*Prompt:* Check every line of the entries that follow, and copy the ones containing "already".
::: Extracted material
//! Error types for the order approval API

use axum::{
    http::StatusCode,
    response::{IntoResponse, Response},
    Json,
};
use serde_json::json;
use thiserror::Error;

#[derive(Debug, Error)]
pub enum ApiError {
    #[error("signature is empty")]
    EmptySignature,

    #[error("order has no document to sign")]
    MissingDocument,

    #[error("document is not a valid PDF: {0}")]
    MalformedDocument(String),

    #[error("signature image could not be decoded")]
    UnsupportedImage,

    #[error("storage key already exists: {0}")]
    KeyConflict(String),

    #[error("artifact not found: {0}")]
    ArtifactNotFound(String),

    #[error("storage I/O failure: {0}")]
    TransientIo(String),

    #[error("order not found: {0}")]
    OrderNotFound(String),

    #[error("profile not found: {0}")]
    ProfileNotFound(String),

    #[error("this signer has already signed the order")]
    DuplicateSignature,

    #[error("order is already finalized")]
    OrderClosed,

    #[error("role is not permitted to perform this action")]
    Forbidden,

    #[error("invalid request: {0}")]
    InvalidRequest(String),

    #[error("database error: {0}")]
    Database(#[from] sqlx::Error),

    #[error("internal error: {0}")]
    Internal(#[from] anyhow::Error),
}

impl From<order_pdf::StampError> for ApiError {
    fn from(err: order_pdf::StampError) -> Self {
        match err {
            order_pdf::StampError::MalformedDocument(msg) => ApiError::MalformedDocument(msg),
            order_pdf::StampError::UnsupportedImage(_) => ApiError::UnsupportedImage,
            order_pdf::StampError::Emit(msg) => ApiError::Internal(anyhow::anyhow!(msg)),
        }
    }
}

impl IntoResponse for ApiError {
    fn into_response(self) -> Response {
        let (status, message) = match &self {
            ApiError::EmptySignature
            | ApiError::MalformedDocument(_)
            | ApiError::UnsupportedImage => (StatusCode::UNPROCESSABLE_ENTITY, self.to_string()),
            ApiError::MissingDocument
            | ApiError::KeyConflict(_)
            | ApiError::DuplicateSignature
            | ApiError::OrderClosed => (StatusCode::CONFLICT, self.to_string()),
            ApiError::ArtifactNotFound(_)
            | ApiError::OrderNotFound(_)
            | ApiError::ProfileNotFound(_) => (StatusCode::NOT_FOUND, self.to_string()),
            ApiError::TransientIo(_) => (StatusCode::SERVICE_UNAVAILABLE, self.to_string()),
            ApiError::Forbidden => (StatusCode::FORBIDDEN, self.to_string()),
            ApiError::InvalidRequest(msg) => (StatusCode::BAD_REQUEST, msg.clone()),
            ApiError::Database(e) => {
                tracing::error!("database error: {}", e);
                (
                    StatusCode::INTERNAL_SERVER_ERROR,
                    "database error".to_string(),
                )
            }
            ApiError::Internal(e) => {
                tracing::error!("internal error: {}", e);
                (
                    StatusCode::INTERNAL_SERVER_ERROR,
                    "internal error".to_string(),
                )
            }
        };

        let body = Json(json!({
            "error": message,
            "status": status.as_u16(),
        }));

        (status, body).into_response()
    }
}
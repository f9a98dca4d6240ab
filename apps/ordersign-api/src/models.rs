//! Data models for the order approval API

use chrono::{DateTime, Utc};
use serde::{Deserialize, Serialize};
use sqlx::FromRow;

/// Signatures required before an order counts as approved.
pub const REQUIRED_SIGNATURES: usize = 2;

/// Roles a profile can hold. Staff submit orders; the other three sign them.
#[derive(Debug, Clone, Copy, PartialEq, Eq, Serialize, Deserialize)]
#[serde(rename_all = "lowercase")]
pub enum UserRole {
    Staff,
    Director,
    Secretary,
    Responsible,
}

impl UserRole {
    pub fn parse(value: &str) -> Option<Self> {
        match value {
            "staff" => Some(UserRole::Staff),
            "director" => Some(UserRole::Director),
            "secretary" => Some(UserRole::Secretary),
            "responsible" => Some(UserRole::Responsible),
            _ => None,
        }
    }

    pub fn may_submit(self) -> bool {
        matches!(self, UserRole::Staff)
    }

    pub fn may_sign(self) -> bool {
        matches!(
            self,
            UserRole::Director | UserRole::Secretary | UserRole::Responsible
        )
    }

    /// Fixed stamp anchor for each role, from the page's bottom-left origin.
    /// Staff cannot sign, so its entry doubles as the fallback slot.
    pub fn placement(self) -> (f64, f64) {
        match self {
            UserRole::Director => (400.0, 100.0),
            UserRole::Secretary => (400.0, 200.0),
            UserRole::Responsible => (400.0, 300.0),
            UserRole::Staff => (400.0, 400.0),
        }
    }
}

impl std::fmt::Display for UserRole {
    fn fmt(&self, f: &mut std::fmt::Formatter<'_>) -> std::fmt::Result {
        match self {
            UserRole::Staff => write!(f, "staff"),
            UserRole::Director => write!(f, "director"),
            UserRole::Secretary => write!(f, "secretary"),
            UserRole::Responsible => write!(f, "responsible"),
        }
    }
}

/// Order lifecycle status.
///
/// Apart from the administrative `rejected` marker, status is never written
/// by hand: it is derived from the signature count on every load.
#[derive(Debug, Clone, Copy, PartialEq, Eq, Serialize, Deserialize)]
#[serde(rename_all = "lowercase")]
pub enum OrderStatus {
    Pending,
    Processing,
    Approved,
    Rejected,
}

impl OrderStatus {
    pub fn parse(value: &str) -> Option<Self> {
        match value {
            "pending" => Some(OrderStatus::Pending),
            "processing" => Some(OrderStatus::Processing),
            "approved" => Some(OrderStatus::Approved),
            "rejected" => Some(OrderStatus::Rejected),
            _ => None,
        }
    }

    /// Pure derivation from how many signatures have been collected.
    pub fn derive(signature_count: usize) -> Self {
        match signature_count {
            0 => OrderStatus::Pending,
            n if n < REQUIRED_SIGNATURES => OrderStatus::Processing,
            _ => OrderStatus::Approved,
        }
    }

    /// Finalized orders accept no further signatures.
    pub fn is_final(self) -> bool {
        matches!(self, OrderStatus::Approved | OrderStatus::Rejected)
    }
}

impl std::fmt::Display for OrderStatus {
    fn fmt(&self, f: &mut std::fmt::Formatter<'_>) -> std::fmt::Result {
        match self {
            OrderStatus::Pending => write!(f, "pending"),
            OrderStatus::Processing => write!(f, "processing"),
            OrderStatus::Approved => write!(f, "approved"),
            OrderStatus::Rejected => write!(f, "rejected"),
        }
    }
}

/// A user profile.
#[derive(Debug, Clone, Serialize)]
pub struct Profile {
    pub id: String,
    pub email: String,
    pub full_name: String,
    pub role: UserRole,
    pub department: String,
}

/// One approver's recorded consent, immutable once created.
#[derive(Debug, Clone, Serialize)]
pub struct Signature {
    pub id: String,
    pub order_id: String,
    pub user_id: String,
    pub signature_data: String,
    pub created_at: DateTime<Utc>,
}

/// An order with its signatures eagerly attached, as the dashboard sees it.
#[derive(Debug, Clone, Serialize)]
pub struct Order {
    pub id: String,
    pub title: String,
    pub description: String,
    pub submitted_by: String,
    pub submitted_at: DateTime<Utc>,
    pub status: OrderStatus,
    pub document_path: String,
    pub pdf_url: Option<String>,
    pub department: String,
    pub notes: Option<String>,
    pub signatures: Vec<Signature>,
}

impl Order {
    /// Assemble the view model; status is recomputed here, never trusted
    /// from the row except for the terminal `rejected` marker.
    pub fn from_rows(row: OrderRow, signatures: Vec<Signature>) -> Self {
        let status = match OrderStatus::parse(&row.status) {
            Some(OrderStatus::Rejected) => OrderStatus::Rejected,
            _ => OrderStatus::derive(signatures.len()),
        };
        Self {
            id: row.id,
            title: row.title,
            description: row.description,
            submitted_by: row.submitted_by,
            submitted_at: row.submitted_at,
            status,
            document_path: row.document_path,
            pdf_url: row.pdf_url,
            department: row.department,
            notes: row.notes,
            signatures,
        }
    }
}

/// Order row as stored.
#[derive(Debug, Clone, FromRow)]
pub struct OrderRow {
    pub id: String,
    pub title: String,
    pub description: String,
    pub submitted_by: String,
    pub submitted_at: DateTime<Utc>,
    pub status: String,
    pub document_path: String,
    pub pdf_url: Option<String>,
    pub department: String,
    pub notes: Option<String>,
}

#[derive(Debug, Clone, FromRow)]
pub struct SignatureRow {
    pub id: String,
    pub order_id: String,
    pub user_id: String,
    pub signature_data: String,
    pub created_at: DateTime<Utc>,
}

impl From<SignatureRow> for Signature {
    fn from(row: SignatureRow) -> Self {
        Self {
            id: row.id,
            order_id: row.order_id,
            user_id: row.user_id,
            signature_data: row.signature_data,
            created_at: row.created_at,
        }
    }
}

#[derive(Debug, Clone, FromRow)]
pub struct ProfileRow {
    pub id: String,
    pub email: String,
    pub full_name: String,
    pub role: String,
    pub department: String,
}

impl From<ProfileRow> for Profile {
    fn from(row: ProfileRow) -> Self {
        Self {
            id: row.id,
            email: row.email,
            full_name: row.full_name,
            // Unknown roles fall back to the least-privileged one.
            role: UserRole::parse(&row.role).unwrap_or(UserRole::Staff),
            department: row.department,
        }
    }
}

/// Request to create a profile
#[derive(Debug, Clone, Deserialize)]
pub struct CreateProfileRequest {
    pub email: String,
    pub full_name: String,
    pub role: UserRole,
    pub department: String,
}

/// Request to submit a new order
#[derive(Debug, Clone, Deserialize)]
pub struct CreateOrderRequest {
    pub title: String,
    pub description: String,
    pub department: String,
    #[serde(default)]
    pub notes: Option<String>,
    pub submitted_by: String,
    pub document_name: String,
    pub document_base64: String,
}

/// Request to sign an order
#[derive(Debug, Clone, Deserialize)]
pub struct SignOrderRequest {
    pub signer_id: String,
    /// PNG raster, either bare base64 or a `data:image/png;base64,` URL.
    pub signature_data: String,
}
::::::
*Solution for this exercise:*
    #[error("storage key already exists: {0}")]
    #[error("this signer has already signed the order")]
    #[error("order is already finalized")]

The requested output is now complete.